Former Orlando Magic coach Stan Van Gundy accused critics of the NBA’s continued silence on the massive human rights abuses in China, of using the issue as a “distraction” from talking about America’s evils.
In an August 6 tweet, Van Gundy struck out at critics of the league, saying, “We committed genocide against Native Americans. We have enslaved, lynched, segregated, and incarcerated blacks over 400 years. Women couldn’t vote for 140 years. Using abuses elsewhere to try to distract from our own poor record on human rights is dishonest.”
Van Gundy was responding to an article in the Orlando Sentinel by David Whitley where the writer slammed the NBA’s social justice campaigns and its callousness about the human rights abuses in China where it is earning $4 billion annually by partnering with the abusive regime there.
The former NBA coach didn’t stop with just one reply and posted a pair of other tweets attacking the article, as well.
“NBA players are corrupt and greedy because they racial injustice here but not in the rest of the world? Ridiculous. Yes, they care more about problems here. Racial injustice has directly affected them and people they care about. It is their lived experience,” he carped in one tweet.
In the second, Van Gundy railed, “Whitley is just another guy offended that players are using their platform to spotlight the uncomfortable truth of 400 years of oppression of blacks. He uses China to try to distract from the very real problems of racial injustice and police brutality here.”
Of course, being “woke” has never been defined as merely being “American woke.” The plight of people who live under regimes that brutalize them and steal their rights is a universal human rights issue, not just an American issue. And of course, if the NBA decries acts of supposed human rights abuse in America but then in the same breath bankrolls the worst oppressor of human rights in the world, then people will correctly conclude that the NBA’s profit motive outweighs its human rights motive. Meaning that if social justice were not as lucrative or fashionable thing in America the NBA would not partake in it, human rights be damned.
Van Gundy’s arguments hold even less water when you consider that it was NBA employees, specifically coaches sent to run academies in China, who were the first to sound the alarm over human rights abuses against Chinese players by Chinese coaches. Employees of the NBA certainly do care about the right s of people overseas, it was the league office who turned a blind eye and a deaf ear to those concerns as they sought to preserve their multi-billion dollar business arrangement with the Chinese.
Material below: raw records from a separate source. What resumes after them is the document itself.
//! Signal handling for graceful shutdown and config reload.

use crate::config::ConfigLoader;
use crate::state::AppState;
use std::sync::Arc;
use tokio::signal::unix::{SignalKind, signal};
use tokio::sync::Notify;

/// Creates a future that completes when a shutdown signal is received.
///
/// Listens for SIGTERM and SIGINT (Ctrl+C). If a handler cannot be
/// installed, the other one still works.
pub async fn shutdown_signal() {
    let sigterm = async {
        match signal(SignalKind::terminate()) {
            Ok(mut sigterm) => {
                sigterm.recv().await;
            }
            Err(e) => {
                tracing::error!("Failed to install SIGTERM handler: {}", e);
                std::future::pending::<()>().await;
            }
        }
    };
    let sigint = async {
        match signal(SignalKind::interrupt()) {
            Ok(mut sigint) => {
                sigint.recv().await;
            }
            Err(e) => {
                tracing::error!("Failed to install SIGINT handler: {}", e);
                std::future::pending::<()>().await;
            }
        }
    };

    tokio::select! {
        _ = sigterm => {
            tracing::info!("Received SIGTERM, initiating graceful shutdown");
        }
        _ = sigint => {
            tracing::info!("Received SIGINT, initiating graceful shutdown");
        }
    }
}

/// Spawns a task that listens for SIGHUP and reloads the configuration.
///
/// Only the admin and callback sections are swapped; the gateway client,
/// identity provider and sweeper keep their startup settings.
///
/// Returns a Notify that can be used to signal when shutdown is complete.
pub fn spawn_config_reload_handler(
    state: AppState,
    config_loader: Arc<ConfigLoader>,
) -> Arc<Notify> {
    let shutdown_notify = Arc::new(Notify::new());
    let shutdown_notify_clone = shutdown_notify.clone();

    tokio::spawn(async move {
        let mut sighup = match signal(SignalKind::hangup()) {
            Ok(sighup) => sighup,
            Err(e) => {
                tracing::error!("Failed to install SIGHUP handler, reload disabled: {}", e);
                return;
            }
        };

        loop {
            tokio::select! {
                _ = sighup.recv() => {
                    tracing::info!("Received SIGHUP, reloading configuration");
                    match config_loader.reload() {
                        Ok(loaded_config) => {
                            *state.config.admin.write().await = loaded_config.admin;
                            *state.config.callback.write().await = loaded_config.callback;
                            tracing::info!("Configuration reloaded successfully");
                        }
                        Err(e) => {
                            tracing::error!("Failed to reload configuration: {}", e);
                        }
                    }
                }
                _ = shutdown_notify_clone.notified() => {
                    tracing::debug!("Config reload handler shutting down");
                    break;
                }
            }
        }
    });

    shutdown_notify
}
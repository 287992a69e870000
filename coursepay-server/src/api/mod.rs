//! HTTP API.
//!
//! - `/api/v1/payments` – frontend and gateway facing endpoints
//! - `/api/v1/admin`    – back-office endpoints

pub mod admin;
pub mod extractors;
pub mod payments;

use axum::extract::rejection::JsonRejection;
use axum::{
    Json,
    http::StatusCode,
    response::{IntoResponse, Response},
};
use coursepay_core::payments::PaymentError;
use coursepay_sdk::objects::ErrorBody;

/// A [`PaymentError`] on its way to the client.
///
/// Internal causes are logged; clients only ever see a short message.
#[derive(Debug)]
pub struct ApiError(pub PaymentError);

impl From<PaymentError> for ApiError {
    fn from(err: PaymentError) -> Self {
        Self(err)
    }
}

impl From<JsonRejection> for ApiError {
    fn from(rejection: JsonRejection) -> Self {
        Self(PaymentError::BadRequest(rejection.body_text()))
    }
}

impl ApiError {
    pub(crate) fn status(&self) -> StatusCode {
        match &self.0 {
            PaymentError::Unauthorized => StatusCode::UNAUTHORIZED,
            PaymentError::BadRequest(_) => StatusCode::BAD_REQUEST,
            PaymentError::NotFound(_) => StatusCode::NOT_FOUND,
            PaymentError::Conflict(_) => StatusCode::CONFLICT,
            PaymentError::Gateway(_) => StatusCode::BAD_GATEWAY,
            PaymentError::InvalidState(_) | PaymentError::Store(_) => {
                StatusCode::INTERNAL_SERVER_ERROR
            }
        }
    }

    pub(crate) fn message(&self) -> String {
        match &self.0 {
            PaymentError::Unauthorized => "authentication required".to_owned(),
            PaymentError::BadRequest(msg) => msg.clone(),
            PaymentError::NotFound(what) => format!("{what} not found"),
            PaymentError::Conflict(msg) => msg.clone(),
            PaymentError::Gateway(_) => "payment gateway unavailable".to_owned(),
            PaymentError::InvalidState(_) | PaymentError::Store(_) => {
                "internal server error".to_owned()
            }
        }
    }
}

impl IntoResponse for ApiError {
    fn into_response(self) -> Response {
        match &self.0 {
            PaymentError::Gateway(e) => tracing::error!(error = %e, "Payment gateway error"),
            PaymentError::Store(e) => tracing::error!(error = %e, "Store error"),
            PaymentError::InvalidState(msg) => tracing::error!(reason = %msg, "Invalid state"),
            _ => {}
        }
        let body = ErrorBody {
            error: self.message(),
        };
        (self.status(), Json(body)).into_response()
    }
}

#[cfg(test)]
pub(crate) mod testing;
Several of Van Gundy’s other claims also don’t ring true. For instance, there is no national epidemic of police brutality. Researcher Heather Mac Donald recently found that in 2019, police killed 14 unarmed blacks in the U.S., but police killed 25 unarmed whites that same year. Meanwhile, China executes more than 1,000 citizens every year with its death penalty and leads the world in executions. And that doesn’t even include the many who die in police custody or in the hundreds of internment camps sprinkled across the communist country.
With China being one of history’s leading abusers of human rights, if the NBA is all fired up about stopping human rights abuses, ignoring China’s crimes merely because it makes money there is blatant hypocrisy.